Aviação TAP: Privados apostam no Estado para melhorar condições na banca

TAP: Privados apostam no Estado para melhorar condições na banca

O Governo espera ter o novo contrato com os privados implantado até meados de Agosto, incluindo autorizações da Concorrência. Os chineses da HNA podem vir a ter 20% da companhia e abrem mercados a Oriente.
TAP: Privados apostam no Estado para melhorar condições na banca
Paulo Zacarias Gomes 21 de maio de 2016 às 11:28
A devolução da maioria do capital da TAP a mãos públicas deverá ajudar à renegociação da dívida da companhia com a banca em prazos e juros. A convicção é de Humberto Pedrosa, o empresário português que integra com David Neeleman o consórcio privado Atlantic Gateway, que este sábado explicou os termos do novo contrato de venda da companhia assinado com o Estado.

"Neste momento a situação, com aumento da participação do Estado, vai dar um conforto diferente à banca, será muito mais fácil fazer negociação da dívida", disse o empresário português, na conferência de imprensa conjunta com o ministro do Planeamento e das Infraestruturas em Lisboa.

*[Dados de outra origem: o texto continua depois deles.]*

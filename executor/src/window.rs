use std::cmp::Ordering;
use std::collections::HashMap;

use common::err::CResult;
use common::query::SortOrder;
use common::row::Row;
use common::value::Value;
use planner::logical::plan::{WindowExpr, WindowFrameSpec, WindowFuncKind};

use crate::aggregate::AggState;
use crate::context::ExecContext;
use crate::expression::evaluate;
use crate::operator::Operator;

/// Window functions: partition the input, order each partition, compute
/// one extra column per function. Input columns pass through untouched;
/// rows leave in partition-sorted order.
pub struct WindowExec {
    funcs: Vec<WindowExpr>,
    child: Box<dyn Operator>,
    output: Vec<Row>,
    cursor: usize,
}

impl WindowExec {
    pub fn new(funcs: Vec<WindowExpr>, child: Box<dyn Operator>) -> Self {
        WindowExec {
            funcs,
            child,
            output: Vec::new(),
            cursor: 0,
        }
    }

    fn compute_function(
        func: &WindowExpr,
        rows: &mut [Row],
        indices: &[usize],
        ctx: &ExecContext,
    ) -> CResult<()> {
        // indices are the partition's row positions, already in window order
        let ordered: Vec<usize> = indices.to_vec();
        match &func.func {
            WindowFuncKind::RowNumber => {
                for (pos, &i) in ordered.iter().enumerate() {
                    rows[i].set(func.alias.clone(), Value::BigInt(pos as i64 + 1));
                }
            }
            WindowFuncKind::Rank | WindowFuncKind::DenseRank => {
                let dense = func.func == WindowFuncKind::DenseRank;
                let mut rank = 0i64;
                let mut dense_rank = 0i64;
                let mut previous: Option<Vec<Value>> = None;
                for (pos, &i) in ordered.iter().enumerate() {
                    let mut key = Vec::with_capacity(func.order_by.len());
                    for k in &func.order_by {
                        key.push(evaluate(&k.expr, &rows[i], ctx)?);
                    }
                    let tied = previous
                        .as_ref()
                        .map(|p| {
                            p.len() == key.len()
                                && p.iter()
                                    .zip(&key)
                                    .all(|(a, b)| a.total_cmp(b) == Ordering::Equal)
                        })
                        .unwrap_or(false);
                    if !tied {
                        rank = pos as i64 + 1;
                        dense_rank += 1;
                    }
                    previous = Some(key);
                    let value = if dense { dense_rank } else { rank };
                    rows[i].set(func.alias.clone(), Value::BigInt(value));
                }
            }
            WindowFuncKind::Lag | WindowFuncKind::Lead => {
                let arg = func.arg.as_ref().ok_or_else(|| {
                    common::err::EngineError::Internal("lag/lead without argument".into())
                })?;
                let values: Vec<Value> = ordered
                    .iter()
                    .map(|&i| evaluate(arg, &rows[i], ctx))
                    .collect::<CResult<_>>()?;
                for (pos, &i) in ordered.iter().enumerate() {
                    let source = if func.func == WindowFuncKind::Lag {
                        pos.checked_sub(func.offset)
                    } else {
                        pos.checked_add(func.offset).filter(|p| *p < values.len())
                    };
                    let value = source.map(|p| values[p].clone()).unwrap_or(Value::Null);
                    rows[i].set(func.alias.clone(), value);
                }
            }
            WindowFuncKind::Aggregate(agg) => {
                let frame = func.frame.unwrap_or(WindowFrameSpec {
                    preceding: None,
                    following: Some(0),
                });
                for (pos, &i) in ordered.iter().enumerate() {
                    let start = match frame.preceding {
                        Some(p) => pos.saturating_sub(p),
                        None => 0,
                    };
                    let end = match frame.following {
                        Some(f) => (pos + f).min(ordered.len() - 1),
                        None => ordered.len() - 1,
                    };
                    let mut state = AggState::new(*agg);
                    for &j in &ordered[start..=end] {
                        let input = match &func.arg {
                            Some(arg) => evaluate(arg, &rows[j], ctx)?,
                            None => Value::BigInt(1),
                        };
                        state.update(&input)?;
                    }
                    rows[i].set(func.alias.clone(), state.finalize()?);
                }
            }
        }
        Ok(())
    }
}

impl Operator for WindowExec {
    fn open(&mut self, ctx: &ExecContext) -> CResult<()> {
        self.child.open(ctx)?;
        let mut rows = Vec::new();
        loop {
            ctx.qctx.ensure_active()?;
            let Some(row) = self.child.next(ctx)? else {
                break;
            };
            rows.push(row);
        }

        for func in &self.funcs {
            // bucket rows by partition key
            let mut partitions: HashMap<String, Vec<usize>> = HashMap::new();
            let mut order: Vec<String> = Vec::new();
            for (i, row) in rows.iter().enumerate() {
                let mut key = String::new();
                for p in &func.partition_by {
                    key.push_str(&evaluate(p, row, ctx)?.key());
                    key.push('\u{1f}');
                }
                if !partitions.contains_key(&key) {
                    order.push(key.clone());
                }
                partitions.entry(key).or_default().push(i);
            }

            for key in order {
                let mut indices = partitions.remove(&key).unwrap_or_default();
                if !func.order_by.is_empty() {
                    // stable sort by the window's ORDER BY
                    let mut decorated: Vec<(Vec<Value>, usize)> = Vec::new();
                    for &i in &indices {
                        let mut sort_key = Vec::with_capacity(func.order_by.len());
                        for k in &func.order_by {
                            sort_key.push(evaluate(&k.expr, &rows[i], ctx)?);
                        }
                        decorated.push((sort_key, i));
                    }
                    decorated.sort_by(|(a, _), (b, _)| {
                        for (idx, k) in func.order_by.iter().enumerate() {
                            let ord = a[idx].total_cmp(&b[idx]);
                            let ord = match k.order {
                                SortOrder::Asc => ord,
                                SortOrder::Desc => ord.reverse(),
                            };
                            if ord != Ordering::Equal {
                                return ord;
                            }
                        }
                        Ordering::Equal
                    });
                    indices = decorated.into_iter().map(|(_, i)| i).collect();
                }
                Self::compute_function(func, &mut rows, &indices, ctx)?;
            }
        }

        self.output = rows;
        self.cursor = 0;
        Ok(())
    }

    fn next(&mut self, ctx: &ExecContext) -> CResult<Option<Row>> {
        ctx.qctx.ensure_active()?;
        if self.cursor >= self.output.len() {
            return Ok(None);
        }
        let row = self.output[self.cursor].clone();
        self.cursor += 1;
        Ok(Some(row))
    }

    fn close(&mut self, ctx: &ExecContext) -> CResult<()> {
        self.output.clear();
        self.child.close(ctx)
    }
}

Uma opinião corroborada por Pedro Marques, para quem o reforço da presença pública - com a recompra de acções e a subscrição de um empréstimo obrigacionista - se torna um factor importante para a "diversificação de risco" associada aos 630 milhões de euros de que a banca é credora na companhia.

A expectativa é de que a maturidade da dívida possa ser alargada aos sete anos e os juros passem a rondar os 3%, disse Pedrosa ao Expresso.

O novo acordo assinado esta sexta-feira e explicado um dia depois, garante segundo os responsáveis uma "gestão privada" na TAP, ao mesmo tempo que o Estado fica com a última palavra:

"É possível que o Estado esteja a partir de agora na empresa com 50% do capital, como seu maior accionista, nas decisões estratégicas da empresa. Todas elas passarao por uma palavra do Estado", garantiu o ministro.

Acordo pode estar concluído até meados de Agosto

A operação para a reconfiguração accionista da empresa, prevista no acordo, começa no imediato, depois de assinados o acordo de compra e venda de acções e o acordo parassocial que inclui os compromissos estratégicos das duas partes.

O Estado recompra por 1,9 milhões de euros a acções alienadas pelo anterior Governo "ao mesmo valor a que tinham sido vendidas" à Atlantic Gateway e terá em Junho a oportunidade de exercer a subscrição de um empréstimo obrigacionista de 30 milhões de euros na empresa.

A oferta pública de venda de até 5% do capital para trabalhadores avança e as acções que não forem adquiridas passarão a estar na Atlantic Gateway.

Após a negociação com os bancos financiadores, da notificação à Autoridade da Concorrência e da conclusão da venda aos trabalhadores, segue-se a nomeação do conselho de administração e, só após disso, a notificação à Autoridade Nacional da Aviação Civil (ANAC), para analisar se o controlo europeu da companhia se mantém, já com os chineses da HNA a bordo.

"O processo negocial com o sistema financeiro vai começar a partir de agora. Gostávamos que tudo pudesse estar concluído em três meses, mas é uma ambição, uma expectativa", disse Pedro Marques.

Chineses podem vir a deter 1/5 do capital

A entrada dos chineses da HNA no capital da companhia também foi reafirmada, com Humberto Pedrosa a estimar que este accionista possa vir a deter 20% da empresa:

"A HNA vai entrar no capital da Azul, que por seu lado subscreveu obrigações na TAP que poderão ser convertíveis em acções (...) com uma participação na ordem dos 7%. (...) A participação que a HNA terá indirectamente andará na casa dos 13%, com os 7% directamente na Atlantic Gateway poderá chegar aos 20%", afirmou.

O embarque dos chineses traz ainda, segundo Pedro Marques, uma aproximação a Oriente, importante para diversificar os mercados da TAP. "Esperamos uma ligação tão cedo quanto possível a Pequim", disse o ministro.

Sob a nova configuração de capital, o Estado pagará para ficar com metade da transportadora, face aos 34% que tinham ficado definidos no modelo de venda pelo anterior Governo. O consórcio fica com 45%, podendo vir a adquirir a fatia reservada a trabalhadores, de 5%.

O Estado nomeará o chairman da empresa e nomeará metade dos administradores do board (seis), enquanto a comissão executiva será indicada pelos privados, com três membros, mantendo-se Fernando Pinto aos comandos da empresa.